Incontournable blanquette

La blanquette de veau figure au répertoire culinaire français, en compagnie du bœuf bourguignon, du pot au feu, du navarin d’agneau, du petit salé aux lentilles, du civet de lièvre…… Elle est souvent dénommée «à l’ancienne», sur la carte des brasseries ou de certains restaurants, afin de conforter dans leurs certitudes les tenants de la tradition.
Au risque de les décevoir, le mode de préparation actuel du plat n’a que peu à voir avec la recette initiale, excepté son apparence. Une recette dénommée blanquette figure, pour la première fois, dans «Le cuisinier moderne», traité publié en 1735 par Vincent La Chapelle, à cette époque au service de madame de Pompadour. L’auteur y fait état d’une manière d’accommoder un restant de rôt. Cette pièce de viande, par conséquent déjà cuite, est coupée en tranches minces, mises à revenir (c’est-à-dire dorée au beurre dans une poêle). Celles ci sont ensuite recouvertes d’une sauce blanche, et servies en entrée, sans accompagnement. De cette couleur de la préparation, certains ont tiré l’origine de son appellation, du provençal blanqueto, diminutif de blanco. Mais d’autres se sont souvenu du passage de La Chapelle chez le comte de Chesterfield. Le traité mentionné plus haut a d’abord été rédigé en anglais, sous le titre «The modern cook», en 1733, et la préparation en cause intitulée veal blanquet du mot blanket signifiant couverture.
La recette est postérieurement mentionnée, en 1740, dans le recueil de François Marin, maître d’hôtel du duc de Soubise, intitulé «Les dons de Comus». Il s’agit là du plus important traité culinaire du 18e siècle, collectant plus de 2300 mentions. On y trouve une blanquette de veau, mais également de cochon, de lapereau, de volaille. La plupart des recettes indiquées dans cet ouvrage sont reprises de travaux antérieurs, sans que cela soulève la moindre difficulté. D’une part, parce qu’il faut attendre 1777 et monsieur de Beaumarchais pour voir apparaître les droits d’auteur, de l’autre car, même encore de nos jours, l’œuvre gastronomique ne bénéficie pas d’une protection intellectuelle. Les recettes ne constituent pas, en elles mêmes, une œuvre de l’esprit, mais une succession d’instructions, un simple savoir faire. En la matière, chaque auteur peut s’inspirer de ses prédécesseurs, voire même les recopier.
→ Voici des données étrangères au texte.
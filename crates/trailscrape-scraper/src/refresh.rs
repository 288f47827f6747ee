//! Batch refresh: admission gate, sequential extraction, progress stream.

use std::sync::Arc;

use thiserror::Error;
use tokio::sync::{mpsc, OwnedSemaphorePermit, Semaphore};
use tokio::task::JoinHandle;
use trailscrape_core::ExtractionStatus;

use crate::extract::ProfileExtractor;

const START_MARKER: &str = "============================== start ==============================";
const END_MARKER: &str = "============================== end ==============================";

/// Progress channel depth. The batch task never waits on a slow reader for
/// longer than it takes to fill this many lines.
const PROGRESS_BUFFER: usize = 64;

/// Single-slot admission gate: at most one batch runs per process.
#[derive(Debug, Clone)]
pub struct RefreshGate {
    slot: Arc<Semaphore>,
}

/// Proof of admission. The slot is released when this is dropped, including
/// during unwinding.
#[derive(Debug)]
pub struct RefreshPermit {
    _permit: OwnedSemaphorePermit,
}

impl Default for RefreshGate {
    fn default() -> Self {
        Self {
            slot: Arc::new(Semaphore::new(1)),
        }
    }
}

impl RefreshGate {
    #[must_use]
    pub fn new() -> Self {
        Self::default()
    }

    /// Takes the slot if it is free. Never waits.
    #[must_use]
    pub fn try_acquire(&self) -> Option<RefreshPermit> {
        Arc::clone(&self.slot)
            .try_acquire_owned()
            .ok()
            .map(|permit| RefreshPermit { _permit: permit })
    }

    /// Reads the slot without taking it.
    #[must_use]
    pub fn is_busy(&self) -> bool {
        self.slot.available_permits() == 0
    }
}

#[derive(Debug, Error, PartialEq, Eq)]
#[error("Refresh request is already in progress")]
pub struct RefreshBusy;

/// One step of a running batch.
#[derive(Debug, Clone, PartialEq, Eq)]
pub enum ProgressEvent {
    Started,
    Scraping { id: String },
    Finished { id: String, status: ExtractionStatus },
    Ended,
}

impl ProgressEvent {
    /// Plain-text rendering streamed to refresh callers.
    #[must_use]
    pub fn render(&self) -> String {
        match self {
            ProgressEvent::Started => format!("{START_MARKER}\n"),
            ProgressEvent::Scraping { id } => format!("Scraping {id}"),
            ProgressEvent::Finished { status, .. } => match status {
                ExtractionStatus::Complete => " ✅\n".to_string(),
                ExtractionStatus::Partial => " ⚠️ partial\n".to_string(),
                ExtractionStatus::Failed => " ❌ failed\n".to_string(),
            },
            ProgressEvent::Ended => format!("\n{END_MARKER}"),
        }
    }
}

/// Splits a comma-separated identifier list, dropping blanks.
///
/// Returns `None` when the list is missing or contains no identifier.
#[must_use]
pub fn parse_ids(raw: Option<&str>) -> Option<Vec<String>> {
    let ids: Vec<String> = raw?
        .split(',')
        .map(str::trim)
        .filter(|s| !s.is_empty())
        .map(ToOwned::to_owned)
        .collect();
    (!ids.is_empty()).then_some(ids)
}

/// A running batch.
#[derive(Debug)]
pub struct RefreshRun {
    /// Progress lines in order. Closed when the batch task ends.
    pub progress: mpsc::Receiver<ProgressEvent>,
    /// Resolves once the batch task is gone. Dropping it detaches the batch.
    pub task: JoinHandle<()>,
}

/// Runs refresh batches one at a time against a shared extractor.
pub struct RefreshOrchestrator {
    extractor: Arc<ProfileExtractor>,
    gate: RefreshGate,
}

impl RefreshOrchestrator {
    #[must_use]
    pub fn new(extractor: Arc<ProfileExtractor>) -> Self {
        Self {
            extractor,
            gate: RefreshGate::new(),
        }
    }

    #[must_use]
    pub fn is_busy(&self) -> bool {
        self.gate.is_busy()
    }

    /// Starts a batch in the background and returns its progress stream and
    /// task handle.
    ///
    /// Identifiers are extracted strictly in order; each one finishes before
    /// the next begins. The batch runs to the end even if the receiver is
    /// dropped. The gate is held by the batch task until the last id is
    /// stored, so it is already free when [`ProgressEvent::Ended`] arrives. An
    /// abnormal exit releases it as the task unwinds.
    ///
    /// # Errors
    ///
    /// Returns [`RefreshBusy`] without starting anything if another batch is
    /// still running.
    pub fn start(&self, ids: Vec<String>) -> Result<RefreshRun, RefreshBusy> {
        let permit = self.gate.try_acquire().ok_or(RefreshBusy)?;
        let (tx, rx) = mpsc::channel(PROGRESS_BUFFER);
        let extractor = Arc::clone(&self.extractor);

        tracing::info!(count = ids.len(), "refresh batch started");
        let task = tokio::spawn(run_batch(extractor, ids, permit, tx));
        Ok(RefreshRun { progress: rx, task })
    }
}

async fn run_batch(
    extractor: Arc<ProfileExtractor>,
    ids: Vec<String>,
    permit: RefreshPermit,
    progress: mpsc::Sender<ProgressEvent>,
) {
    let emit = |event: ProgressEvent| {
        let progress = progress.clone();
        async move {
            // A departed reader does not stop the batch.
            let _ = progress.send(event).await;
        }
    };

    emit(ProgressEvent::Started).await;
    for id in ids {
        emit(ProgressEvent::Scraping { id: id.clone() }).await;
        let status = extractor.extract(&id).await;
        tracing::info!(id = %id, %status, "profile refreshed");
        emit(ProgressEvent::Finished { id, status }).await;
    }
    drop(permit);
    emit(ProgressEvent::Ended).await;
    tracing::info!("refresh batch finished");
}

#[cfg(test)]
#[path = "refresh_test.rs"]
mod tests;
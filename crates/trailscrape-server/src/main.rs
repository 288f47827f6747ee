mod api;
mod middleware;
mod scheduler;

use std::sync::Arc;

use tracing_subscriber::EnvFilter;
use trailscrape_scraper::{
    BrowserOptions, ChromiumFetcher, ExtractSettings, ProfileExtractor, RefreshOrchestrator,
};
use trailscrape_store::ProfileStore;

use crate::api::{build_app, AppState, HttpLimits, PortVisibility};

#[tokio::main]
async fn main() -> anyhow::Result<()> {
    let config = trailscrape_core::load_app_config()?;
    let env_filter = EnvFilter::try_from_default_env()
        .or_else(|_| EnvFilter::try_new(config.log_level.clone()))?;
    tracing_subscriber::fmt().with_env_filter(env_filter).init();

    let store = Arc::new(ProfileStore::open(&config.store_path).await?);
    let fetcher = Arc::new(ChromiumFetcher::launch(&BrowserOptions::from_app_config(&config)).await?);
    let extractor = Arc::new(ProfileExtractor::new(
        fetcher.clone(),
        Arc::clone(&store),
        ExtractSettings::from_app_config(&config),
    ));
    let orchestrator = Arc::new(RefreshOrchestrator::new(extractor));

    let mut scheduler = scheduler::build_scheduler(
        Arc::clone(&orchestrator),
        config.refresh_schedule.as_ref(),
    )
    .await?;

    let state = AppState {
        store,
        orchestrator,
        visibility: Arc::new(PortVisibility::from_app_config(&config)),
    };
    let app = build_app(state, HttpLimits::from_app_config(&config));

    let listener = tokio::net::TcpListener::bind(config.bind_addr).await?;
    tracing::info!(addr = %config.bind_addr, "the app is available");
    axum::serve(listener, app)
        .with_graceful_shutdown(shutdown_signal())
        .await?;

    if let Err(e) = scheduler.shutdown().await {
        tracing::warn!(error = %e, "scheduler did not stop cleanly");
    }
    ChromiumFetcher::shutdown_shared(fetcher).await;
    Ok(())
}

async fn shutdown_signal() {
    let ctrl_c = async {
        tokio::signal::ctrl_c()
            .await
            .expect("failed to listen for ctrl-c");
    };

    #[cfg(unix)]
    let terminate = async {
        tokio::signal::unix::signal(tokio::signal::unix::SignalKind::terminate())
            .expect("failed to install signal handler")
            .recv()
            .await;
    };

    #[cfg(not(unix))]
    let terminate = std::future::pending::<()>();

    tokio::select! {
        () = ctrl_c => {},
        () = terminate => {},
    }

    tracing::info!("received shutdown signal, starting graceful shutdown");
}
À la mention « blanquette », le dictionnaire de Trévoux (1752) la définie comme un «mets fort commun chez les bourgeois lorsqu’ils ne sont qu’en famille, car, étant fait de de restes, on ne peut le servir honnêtement à des convives». Élève d’Antonin Carême, qui, lui aussi, y va de sa proposition, Jules Gouffé, cuisinier de Napoléon III, distingue une blanquette «de ménage», et une blanquette «d’apparat», cette dernière ne variant de l’autre qu’en raison de l’ajout d’ingrédients supplémentaires, champignons et oignons grelots.

Avec les «366 menus du baron Bisse, recettes à l’attention des ménages bourgeois» (c’est le titre du bouquin émis en 1868), le veau en blanquette prend la forme actuelle, utilisant des morceaux de poitrine, d’épaule ou de tendrons, que l’on va mettre à blanchir, c’est-à-dire à soumettre à l’action de l’eau salée, avant de les cuire vraiment. Le plat change de statut. De hors-d’œuvre il devient plat principal, aussi dénommé plat de résistance (1) par d’aucuns. La quantité de viande prévue augmente, pour atteindre 250 grammes par convive. En outre, une préparation latérale s’invite dans l’assiette. Le guide culinaire d’Auguste Escoffier (1921) envisage tour à tour cardons, endives, salsifis, ou nouilles fraiches sautées au beurre. L’époque moderne privilégie le riz «à la créole», c’est-à-dire cuit à l’eau.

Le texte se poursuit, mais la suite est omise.